MnO 2–Pt/C composite electrodes for preventing voltage reversal effects with polymer electrolyte membrane fuel cells

Abstract

Water is produced at the cathode of proton-exchange membrane fuel cells (PEMFC). If water were not being removed effectively, it would accumulate at the cathode of PEMFC causing the electrode flooding. The consequence is oxygen starvation, thus increasing the concentration overpotential of the cathode. In the worst scenarios, a proton (H +) reduction reaction (PRR), instead of the oxygen reduction reaction (ORR), might occur at the cathode. Not only will this cause a cathode potential drop, but the output voltage of a single cell would likely be reversed due to oxygen starvation. This phenomenon is termed the voltage reversal effect (VRE) in this paper. To study and resolve the VRE problem, a MnO 2–Pt/C composite electrode was used to replace the conventional Pt/C electrode.
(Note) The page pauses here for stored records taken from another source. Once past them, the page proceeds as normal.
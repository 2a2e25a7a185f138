use async_trait::async_trait;
use reqwest::{header, Client};

use crate::{
    config::ProviderConfig,
    error::{FailureReason, MemeError, Result},
    models::{ChatRequest, ChatResponse},
    provider::traits::ChatProvider,
};

/// Longest error body kept for diagnostics.
const ERROR_BODY_LIMIT: usize = 300;

#[derive(Clone)]
pub struct OpenRouterProvider {
    client: Client,
    api_key: String,
    endpoint: String,
    site_url: String,
    app_title: String,
}

impl OpenRouterProvider {
    pub fn new(config: &ProviderConfig) -> Result<Self> {
        let api_key = config
            .api_key
            .clone()
            .ok_or_else(|| MemeError::ConfigError("OpenRouter API key is required".into()))?;

        Ok(Self {
            client: Client::new(),
            api_key,
            endpoint: format!("{}/chat/completions", config.base_url.trim_end_matches('/')),
            site_url: config.site_url.clone(),
            app_title: config.app_title.clone(),
        })
    }

    fn build_headers(&self) -> Result<header::HeaderMap> {
        let value = |v: &str| {
            header::HeaderValue::from_str(v)
                .map_err(|e| MemeError::ConfigError(format!("invalid header value: {}", e)))
        };

        let mut headers = header::HeaderMap::new();
        headers.insert(
            header::AUTHORIZATION,
            value(&format!("Bearer {}", self.api_key))?,
        );
        headers.insert(header::CONTENT_TYPE, value("application/json")?);
        headers.insert("http-referer", value(&self.site_url)?);
        headers.insert("x-title", value(&self.app_title)?);
        Ok(headers)
    }
}

#[async_trait]
impl ChatProvider for OpenRouterProvider {
    async fn complete(&self, request: &ChatRequest) -> Result<String> {
        log::debug!("POST {} model={}", self.endpoint, request.model);

        let response = self
            .client
            .post(&self.endpoint)
            .headers(self.build_headers()?)
            .json(request)
            .send()
            .await
            .map_err(|e| MemeError::Provider(FailureReason::Transport(e.to_string())))?;

        let status = response.status();
        if !status.is_success() {
            let body = response.text().await.unwrap_or_default();
            return Err(MemeError::Provider(FailureReason::Status {
                code: status.as_u16(),
                body: body.chars().take(ERROR_BODY_LIMIT).collect(),
            }));
        }

        let body = response
            .text()
            .await
            .map_err(|e| MemeError::Provider(FailureReason::Transport(e.to_string())))?;

        // A 200 with a body that is not a completion is treated as empty output
        // so the caller falls through to the next model.
        match serde_json::from_str::<ChatResponse>(&body) {
            Ok(parsed) => Ok(parsed.first_text()),
            Err(e) => {
                log::warn!("Unreadable completion body from {}: {}", request.model, e);
                Ok(String::new())
            }
        }
    }
}
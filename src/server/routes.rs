use actix_web::{
    error::InternalError,
    http::header::{ContentDisposition, DispositionParam, DispositionType},
    web, HttpResponse,
};
use serde::Deserialize;
use serde_json::json;

use crate::{
    compositing::EXPORT_MIME,
    error::{MemeError, Result},
    imaging::decode_image_field,
    models::{Alignment, CaptionRequest, MemeDocument, TextStyle},
    server::state::AppState,
};

/// Base64 data URIs of phone photos run to several megabytes.
const MAX_BODY_BYTES: usize = 20 * 1024 * 1024;

#[derive(Debug, Deserialize)]
#[serde(rename_all = "camelCase")]
pub struct CaptionBody {
    #[serde(default)]
    pub image: Option<String>,
    #[serde(default)]
    pub file_type: Option<String>,
    #[serde(default)]
    pub prompt: Option<String>,
    /// Absent and `null` both mean off.
    #[serde(default)]
    pub use_reasoning: Option<bool>,
}

#[derive(Debug, Default, Deserialize)]
#[serde(rename_all = "camelCase")]
pub struct StyleBody {
    pub font_size: Option<f64>,
    pub color: Option<String>,
    pub text_align: Option<Alignment>,
}

impl StyleBody {
    fn into_style(self) -> Result<TextStyle> {
        let mut style = TextStyle::default();
        if let Some(size) = self.font_size {
            style.set_font_size(size.round().max(0.0) as u32);
        }
        if let Some(color) = self.color {
            style.set_color(&color)?;
        }
        if let Some(alignment) = self.text_align {
            style.alignment = alignment;
        }
        Ok(style)
    }
}

#[derive(Debug, Deserialize)]
#[serde(rename_all = "camelCase")]
pub struct ExportBody {
    #[serde(default)]
    pub image: Option<String>,
    #[serde(default)]
    pub file_type: Option<String>,
    #[serde(default)]
    pub top_text: String,
    #[serde(default)]
    pub bottom_text: String,
    #[serde(default)]
    pub top_style: Option<StyleBody>,
    #[serde(default)]
    pub bottom_style: Option<StyleBody>,
}

pub fn configure(cfg: &mut web::ServiceConfig) {
    cfg.app_data(json_config())
        .route("/health", web::get().to(health))
        .route("/api/meme-ai", web::post().to(generate_captions))
        .route("/api/meme/export", web::post().to(export_meme));
}

/// JSON extractor settings; malformed bodies still get a JSON error.
pub fn json_config() -> web::JsonConfig {
    web::JsonConfig::default()
        .limit(MAX_BODY_BYTES)
        .error_handler(|err, _req| {
            log::warn!("Rejected request body: {}", err);
            let response =
                HttpResponse::BadRequest().json(json!({ "error": "Invalid request body" }));
            InternalError::from_response(err, response).into()
        })
}

async fn health() -> HttpResponse {
    HttpResponse::Ok().json(json!({
        "status": "ok",
        "version": env!("CARGO_PKG_VERSION"),
    }))
}

async fn generate_captions(
    state: web::Data<AppState>,
    body: web::Json<CaptionBody>,
) -> Result<HttpResponse> {
    let CaptionBody {
        image,
        file_type,
        prompt,
        use_reasoning,
    } = body.into_inner();

    let use_reasoning = use_reasoning.unwrap_or(false);
    let decoded = decode_image_field(image.as_deref().unwrap_or_default(), file_type.as_deref())?;
    log::info!(
        "Caption request: {} bytes of {} | reasoning mode: {}",
        decoded.bytes.len(),
        decoded.mime_type,
        use_reasoning
    );

    let normalizer = state.normalizer;
    let payload = web::block(move || normalizer.normalize(&decoded.bytes))
        .await
        .map_err(|e| MemeError::InternalError(e.to_string()))??;

    let request = CaptionRequest::new(payload, prompt.unwrap_or_default(), use_reasoning);
    let captions = state.orchestrator.generate_captions(request).await?;

    Ok(HttpResponse::Ok().json(json!({ "captions": captions })))
}

async fn export_meme(
    state: web::Data<AppState>,
    body: web::Json<ExportBody>,
) -> Result<HttpResponse> {
    let compositor = state.compositor()?;
    let body = body.into_inner();

    let decoded = decode_image_field(
        body.image.as_deref().unwrap_or_default(),
        body.file_type.as_deref(),
    )?;
    let top_style = body.top_style.unwrap_or_default().into_style()?;
    let bottom_style = body.bottom_style.unwrap_or_default().into_style()?;

    let normalizer = state.normalizer;
    let (top_text, bottom_text) = (body.top_text, body.bottom_text);
    let artifact = web::block(move || {
        let image = normalizer.normalize(&decoded.bytes).map_err(|e| match e {
            MemeError::UnsupportedMedia(detail) => MemeError::RenderSourceUnavailable(detail),
            other => other,
        })?;
        let document = MemeDocument::new(image)
            .with_text(top_text, bottom_text)
            .with_styles(top_style, bottom_style);
        compositor.export(&document)
    })
    .await
    .map_err(|e| MemeError::InternalError(e.to_string()))??;

    let disposition = ContentDisposition {
        disposition: DispositionType::Attachment,
        parameters: vec![DispositionParam::Filename(artifact.filename.clone())],
    };
    Ok(HttpResponse::Ok()
        .content_type(EXPORT_MIME)
        .insert_header(disposition)
        .body(artifact.bytes))
}

#[cfg(test)]
mod tests {
    use super::*;
    use crate::{
        captions::CaptionOrchestrator,
        compositing::{font::test_font, Compositor},
        error::FailureReason,
        imaging::ImageNormalizer,
        models::{ChatRequest, ModelCandidate, ModelRoster},
        provider::ChatProvider,
    };
    use actix_web::{http::StatusCode, test, App};
    use async_trait::async_trait;
    use base64::{engine::general_purpose::STANDARD, Engine as _};
    use image::{DynamicImage, ImageFormat};
    use std::io::Cursor;
    use std::sync::Arc;

    struct FixedProvider(Option<&'static str>);

    #[async_trait]
    impl ChatProvider for FixedProvider {
        async fn complete(&self, _request: &ChatRequest) -> Result<String> {
            self.0.map(str::to_string).ok_or_else(|| {
                MemeError::Provider(FailureReason::Status {
                    code: 500,
                    body: "down".into(),
                })
            })
        }
    }

    fn state(reply: Option<&'static str>, compositor: Option<Compositor>) -> web::Data<AppState> {
        let orchestrator = CaptionOrchestrator::new(
            Arc::new(FixedProvider(reply)),
            ModelRoster::new(
                ModelCandidate::reasoning("thinker"),
                vec![ModelCandidate::fast("fast-1"), ModelCandidate::fast("fast-2")],
            ),
        );
        web::Data::new(AppState::new(
            orchestrator,
            ImageNormalizer::default(),
            compositor,
        ))
    }

    fn png_data_uri(width: u32, height: u32) -> String {
        let mut out = Cursor::new(Vec::new());
        DynamicImage::new_rgb8(width, height)
            .write_to(&mut out, ImageFormat::Png)
            .unwrap();
        format!("data:image/png;base64,{}", STANDARD.encode(out.into_inner()))
    }

    async fn post_json(
        data: web::Data<AppState>,
        path: &str,
        body: serde_json::Value,
    ) -> (StatusCode, serde_json::Value) {
        let app = test::init_service(App::new().app_data(data).configure(configure)).await;
        let req = test::TestRequest::post().uri(path).set_json(body).to_request();
        let resp = test::call_service(&app, req).await;
        let status = resp.status();
        let body = test::read_body(resp).await;
        (status, serde_json::from_slice(&body).unwrap())
    }

    #[actix_web::test]
    async fn health_reports_version() {
        let app = test::init_service(App::new().app_data(state(None, None)).configure(configure)).await;
        let req = test::TestRequest::get().uri("/health").to_request();
        let body: serde_json::Value = test::call_and_read_body_json(&app, req).await;
        assert_eq!(body["status"], "ok");
        assert_eq!(body["version"], env!("CARGO_PKG_VERSION"));
    }

    #[actix_web::test]
    async fn captions_are_returned_as_top_bottom_objects() {
        let data = state(Some(r#"Sure! [{"top":"when the","bottom":"code compiles"}]"#), None);
        let (status, body) = post_json(
            data,
            "/api/meme-ai",
            json!({ "image": png_data_uri(16, 16), "prompt": "cats" }),
        )
        .await;

        assert_eq!(status, StatusCode::OK);
        assert_eq!(body["captions"][0]["top"], "when the");
        assert_eq!(body["captions"][0]["bottom"], "code compiles");
        assert_eq!(body["captions"].as_array().unwrap().len(), 1);
    }

    #[actix_web::test]
    async fn null_reasoning_flag_means_off() {
        let data = state(Some(r#"[{"top":"null","bottom":"is false"}]"#), None);
        let (status, body) = post_json(
            data,
            "/api/meme-ai",
            json!({ "image": png_data_uri(8, 8), "useReasoning": null, "prompt": null }),
        )
        .await;

        assert_eq!(status, StatusCode::OK);
        assert_eq!(body["captions"][0]["bottom"], "is false");
    }

    #[actix_web::test]
    async fn missing_image_is_400() {
        let (status, body) = post_json(state(None, None), "/api/meme-ai", json!({ "useReasoning": true })).await;
        assert_eq!(status, StatusCode::BAD_REQUEST);
        assert_eq!(body["error"], "Image required");
    }

    #[actix_web::test]
    async fn non_image_upload_is_400() {
        let (status, body) = post_json(
            state(None, None),
            "/api/meme-ai",
            json!({ "image": STANDARD.encode("just some text"), "fileType": "text/plain" }),
        )
        .await;
        assert_eq!(status, StatusCode::BAD_REQUEST);
        assert_eq!(body["error"], "Please choose an image file.");
    }

    #[actix_web::test]
    async fn exhausted_models_is_502_with_generic_message() {
        let (status, body) = post_json(
            state(None, None),
            "/api/meme-ai",
            json!({ "image": png_data_uri(8, 8) }),
        )
        .await;
        assert_eq!(status, StatusCode::BAD_GATEWAY);
        assert_eq!(body["error"], "Failed to generate captions. Please try again.");
    }

    #[actix_web::test]
    async fn malformed_body_still_gets_json_error() {
        let app = test::init_service(App::new().app_data(state(None, None)).configure(configure)).await;
        let req = test::TestRequest::post()
            .uri("/api/meme-ai")
            .insert_header(("content-type", "application/json"))
            .set_payload("{not json")
            .to_request();
        let resp = test::call_service(&app, req).await;
        assert_eq!(resp.status(), StatusCode::BAD_REQUEST);
        let body: serde_json::Value = serde_json::from_slice(&test::read_body(resp).await).unwrap();
        assert_eq!(body["error"], "Invalid request body");
    }

    #[actix_web::test]
    async fn export_without_font_is_503() {
        let (status, body) = post_json(
            state(None, None),
            "/api/meme/export",
            json!({ "image": png_data_uri(8, 8), "topText": "hi" }),
        )
        .await;
        assert_eq!(status, StatusCode::SERVICE_UNAVAILABLE);
        assert!(body["error"].is_string());
    }

    #[actix_web::test]
    async fn export_rejects_bad_color_and_undecodable_source() {
        let Some(font) = test_font() else { return };
        let data = state(None, Some(Compositor::new(font)));

        let (status, _) = post_json(
            data.clone(),
            "/api/meme/export",
            json!({ "image": png_data_uri(8, 8), "topStyle": { "color": "chartreuse" } }),
        )
        .await;
        assert_eq!(status, StatusCode::BAD_REQUEST);

        let (status, _) = post_json(
            data,
            "/api/meme/export",
            json!({ "image": STANDARD.encode([0u8, 1, 2, 3]) }),
        )
        .await;
        assert_eq!(status, StatusCode::UNPROCESSABLE_ENTITY);
    }

    #[actix_web::test]
    async fn export_returns_png_attachment() {
        let Some(font) = test_font() else { return };
        let app = test::init_service(
            App::new()
                .app_data(state(None, Some(Compositor::new(font))))
                .configure(configure),
        )
        .await;
        let req = test::TestRequest::post()
            .uri("/api/meme/export")
            .set_json(json!({
                "image": png_data_uri(120, 80),
                "topText": "top",
                "bottomText": "bottom",
                "bottomStyle": { "fontSize": 40, "color": "#ff0", "textAlign": "right" }
            }))
            .to_request();
        let resp = test::call_service(&app, req).await;

        assert_eq!(resp.status(), StatusCode::OK);
        assert_eq!(resp.headers().get("content-type").unwrap(), "image/png");
        let disposition = resp
            .headers()
            .get("content-disposition")
            .unwrap()
            .to_str()
            .unwrap()
            .to_string();
        assert!(disposition.starts_with("attachment"));
        assert!(disposition.contains("meme-"));

        let bytes = test::read_body(resp).await;
        let decoded = image::load_from_memory(&bytes).unwrap();
        assert_eq!((decoded.width(), decoded.height()), (120, 80));
    }
}
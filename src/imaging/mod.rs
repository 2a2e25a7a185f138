pub mod data_uri;
pub mod normalizer;

pub use data_uri::{decode_image_field, DecodedImage};
pub use normalizer::ImageNormalizer;
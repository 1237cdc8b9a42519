//! User-facing stderr lines that are independent of the log filter.

use colored::Colorize;

/// Prints a `[WARN]` line. Never affects the exit code.
pub(crate) fn warn_user(message: &str) {
    eprintln!("[WARN] {message}");
}

/// Formats an error as one `[ERROR]` line.
pub(crate) fn error_line(message: &str) -> String {
    let single = message.lines().map(str::trim).collect::<Vec<_>>().join(" ");
    format!("[ERROR] {single}")
}

/// Prints a progress line unless `quiet`.
pub(crate) fn progress(quiet: bool, message: &str) {
    if !quiet {
        eprintln!("{} {message}", "→".cyan());
    }
}
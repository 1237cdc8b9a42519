use anyhow::{Context, Result};
use async_trait::async_trait;
use std::path::Path;
use std::process::Stdio;
use tracing::debug;

use crate::engine::CommandOutput;

/// The OpenSSH tools cai shells out to.
#[async_trait]
pub(crate) trait SshClient: Send + Sync {
    /// Generates an ed25519 keypair at `private_key` (public key at `.pub`).
    async fn keygen(&self, private_key: &Path) -> Result<CommandOutput>;

    /// Collects host keys from `host:port`.
    async fn keyscan(&self, host: &str, port: u16) -> Result<CommandOutput>;

    /// Runs `ssh` attached to the terminal and returns its exit code.
    async fn interactive(&self, args: &[String]) -> Result<i32>;

    /// Runs `ssh` non-interactively, capturing output.
    async fn capture(&self, args: &[String]) -> Result<CommandOutput>;
}

/// Runs the system `ssh`, `ssh-keygen` and `ssh-keyscan`.
#[derive(Debug, Default, Clone, Copy)]
pub(crate) struct OpenSsh;

async fn captured(program: &str, args: &[String]) -> Result<CommandOutput> {
    debug!("{program} {args:?}");
    let output = tokio::process::Command::new(program)
        .args(args)
        .stdin(Stdio::null())
        .stdout(Stdio::piped())
        .stderr(Stdio::piped())
        .kill_on_drop(true)
        .output()
        .await
        .with_context(|| format!("Failed to run {program}. Is OpenSSH installed?"))?;

    Ok(CommandOutput {
        status_code: output.status.code().unwrap_or(1),
        stdout: output.stdout,
        stderr: output.stderr,
    })
}

#[async_trait]
impl SshClient for OpenSsh {
    async fn keygen(&self, private_key: &Path) -> Result<CommandOutput> {
        let args = vec![
            "-t".to_string(),
            "ed25519".to_string(),
            "-N".to_string(),
            String::new(),
            "-C".to_string(),
            "containai".to_string(),
            "-q".to_string(),
            "-f".to_string(),
            private_key.to_string_lossy().into_owned(),
        ];
        captured("ssh-keygen", &args).await
    }

    async fn keyscan(&self, host: &str, port: u16) -> Result<CommandOutput> {
        let args = vec![
            "-T".to_string(),
            "2".to_string(),
            "-p".to_string(),
            port.to_string(),
            host.to_string(),
        ];
        captured("ssh-keyscan", &args).await
    }

    async fn interactive(&self, args: &[String]) -> Result<i32> {
        debug!("ssh {args:?}");
        let status = tokio::process::Command::new("ssh")
            .args(args)
            .status()
            .await
            .context("Failed to run ssh. Is OpenSSH installed?")?;
        Ok(status.code().unwrap_or(1))
    }

    async fn capture(&self, args: &[String]) -> Result<CommandOutput> {
        captured("ssh", args).await
    }
}
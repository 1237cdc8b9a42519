//! Domain-specific error types for session commands.
//!
//! Typed errors let `main` pick the process exit code without parsing
//! message strings. Everything else travels as `anyhow::Error` and exits 1.

use crate::options::Mode;

/// Exit code for generic failures.
pub(crate) const EXIT_FAILURE: i32 = 1;

/// Exit code for SSH-stage failures (port not ready, key install, keyscan).
pub(crate) const EXIT_SSH: i32 = 12;

/// Exit code when `shell`/`exec` targets a container this tool does not own.
pub(crate) const EXIT_NOT_OWNED: i32 = 15;

/// Exit code after Ctrl-C during preparation.
pub(crate) const EXIT_INTERRUPTED: i32 = 130;

/// Errors that can occur while resolving, provisioning or bootstrapping a session.
#[derive(Debug, thiserror::Error)]
pub(crate) enum SessionError {
    /// Flags or values rejected before any I/O happened.
    #[error("{message}")]
    InvalidInput { message: String },

    /// Engine or config state contradicts the request.
    #[error("{message}")]
    Conflict { message: String },

    /// A container with the requested name exists but was not created by cai.
    #[error("Container '{name}' exists but was not created by cai; {hint}")]
    NotOwned {
        name: String,
        mode: Mode,
        hint: &'static str,
    },

    /// The container engine or a host tool failed.
    #[error("{message}")]
    Infrastructure { message: String },

    /// SSH could not be made ready for the container.
    #[error("{message}")]
    Ssh { message: String },

    /// A bounded poll ran out of attempts.
    #[error("{message}")]
    Timeout { message: String },

    /// Ctrl-C arrived before the session started.
    #[error("Interrupted")]
    Interrupted,
}

impl SessionError {
    /// Creates an `InvalidInput` error.
    pub fn invalid_input(message: impl Into<String>) -> Self {
        Self::InvalidInput {
            message: message.into(),
        }
    }

    /// Creates a `Conflict` error.
    pub fn conflict(message: impl Into<String>) -> Self {
        Self::Conflict {
            message: message.into(),
        }
    }

    /// Creates a `NotOwned` error for the given mode.
    pub fn not_owned(name: impl Into<String>, mode: Mode) -> Self {
        let hint = match mode {
            Mode::Run => "use a different --container name or remove it",
            Mode::Shell | Mode::Exec => "refusing to attach",
        };
        Self::NotOwned {
            name: name.into(),
            mode,
            hint,
        }
    }

    /// Creates an `Infrastructure` error.
    pub fn infrastructure(message: impl Into<String>) -> Self {
        Self::Infrastructure {
            message: message.into(),
        }
    }

    /// Creates an `Ssh` error.
    pub fn ssh(message: impl Into<String>) -> Self {
        Self::Ssh {
            message: message.into(),
        }
    }

    /// Creates a `Timeout` error.
    pub fn timeout(message: impl Into<String>) -> Self {
        Self::Timeout {
            message: message.into(),
        }
    }

    /// Process exit code for this failure.
    pub fn exit_code(&self) -> i32 {
        match self {
            Self::Ssh { .. } => EXIT_SSH,
            Self::Interrupted => EXIT_INTERRUPTED,
            Self::NotOwned {
                mode: Mode::Shell | Mode::Exec,
                ..
            } => EXIT_NOT_OWNED,
            Self::InvalidInput { .. }
            | Self::Conflict { .. }
            | Self::NotOwned { .. }
            | Self::Infrastructure { .. }
            | Self::Timeout { .. } => EXIT_FAILURE,
        }
    }
}

/// Picks the exit code for an arbitrary error chain.
pub(crate) fn exit_code_for(err: &anyhow::Error) -> i32 {
    err.chain()
        .find_map(|cause| cause.downcast_ref::<SessionError>())
        .map_or(EXIT_FAILURE, SessionError::exit_code)
}

/// Folds a tool's stderr into a single trimmed line for error messages.
pub(crate) fn trimmed_stderr(stderr: &[u8]) -> String {
    let text = String::from_utf8_lossy(stderr);
    let joined = text
        .lines()
        .map(str::trim)
        .filter(|l| !l.is_empty())
        .collect::<Vec<_>>()
        .join("; ");
    if joined.is_empty() {
        "no error output".to_string()
    } else {
        joined
    }
}
//! Bounded polling parameters.

use std::time::Duration;

/// A fixed number of attempts at a fixed interval. No backoff.
#[derive(Debug, Clone, Copy, PartialEq, Eq)]
pub(crate) struct Poll {
    pub attempts: u32,
    pub interval: Duration,
}

impl Poll {
    pub const fn new(attempts: u32, interval: Duration) -> Self {
        Self { attempts, interval }
    }

    /// Upper bound on the time spent waiting, for error messages.
    pub fn budget(&self) -> Duration {
        self.interval * self.attempts
    }

    /// `attempts` tries without sleeping in between.
    #[cfg(test)]
    pub const fn immediate(attempts: u32) -> Self {
        Self::new(attempts, Duration::ZERO)
    }
}
//! Isolation context discovery.

use anyhow::Result;
use tracing::{debug, info};

use crate::engine::{ContainerEngine, DEFAULT_CONTEXT};
use crate::error::SessionError;

/// Contexts tried, in order, when none is configured or the configured one is missing.
pub(crate) const FALLBACK_CONTEXTS: &[&str] = &["containai-docker", "containai-secure"];

/// Picks the docker context for a workspace.
///
/// The configured context wins if the engine knows it, then the first
/// fallback that exists. `default` is only used with `force`.
pub(crate) async fn resolve_context(
    engine: &dyn ContainerEngine,
    configured: Option<&str>,
    force: bool,
) -> Result<String> {
    if let Some(name) = configured {
        if engine.context_exists(name).await? {
            debug!("Using configured context '{name}'");
            return Ok(name.to_string());
        }
        debug!("Configured context '{name}' not found, trying fallbacks");
    }

    for name in FALLBACK_CONTEXTS {
        if engine.context_exists(name).await? {
            debug!("Using fallback context '{name}'");
            return Ok((*name).to_string());
        }
    }

    if force {
        info!("No isolation context found, using '{DEFAULT_CONTEXT}' (--force)");
        return Ok(DEFAULT_CONTEXT.to_string());
    }

    Err(SessionError::infrastructure(
        "No isolation context available. Run 'cai setup' to create one, \
         or pass --force to use the default Docker context.",
    )
    .into())
}

/// Every context a named container might live in, without duplicates.
pub(crate) fn candidate_contexts(configured: Option<&str>) -> Vec<String> {
    let mut out: Vec<String> = Vec::new();
    let all = configured
        .into_iter()
        .chain(FALLBACK_CONTEXTS.iter().copied())
        .chain(std::iter::once(DEFAULT_CONTEXT));
    for name in all {
        if !out.iter().any(|c| c == name) {
            out.push(name.to_string());
        }
    }
    out
}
The authors suggest that the electrochemical reduction of MnO 2 in the composite electrode has almost the same Nernstian potential as the ORR, which would serve as a substitute for the ORR in the case of oxygen starvation. Thus, the voltage reversal effect caused by the PRR could be avoided. Two environments, N 2- and O 2-saturated H 2SO 4, were adopted to simulate two cases, i.e., O 2 starvation and O 2 rich. It was found that MnO 2–Pt/C can prevent the voltage reversal effect to a certain extent. In a N 2-saturated 1 M H 2SO 4 solution, the current density of the Pt/C electrode made of 0.6 mg Pt cm −2 was close to 0, while for the MnO 2–Pt/C composite electrode made of 0.4 mg Pt cm −2 and 0.8 mg MnO 2 cm −2, it was as high as 10 mA cm −2. Though the current generated on the MnO 2–Pt/C composite electrode in the case of oxygen starvation is not as great as that in the case when oxygen rich, it might be high enough for some cases, such as powering a radio, hearing-aid and so like miniature devices. In an O 2-saturated 1 M H 2SO 4, the presence of MnO 2 in a MnO 2–Pt/C composite electrode primarily plays a catalytic role in the ORR. It enhances the catalytic behavior of Pt for the ORR. The impedance spectra of MnO 2–Pt/C and Pt/C electrodes were carried out for the two gases in bubbled electrolyte, which further confirmed that MnO 2 in the composite electrode does substitute for oxygen as an electron-acceptor in the case of oxygen starvation. The discharged MnO 2 can then be restored to its initial state, regardless of whether it is in oxygen rich or starved conditions.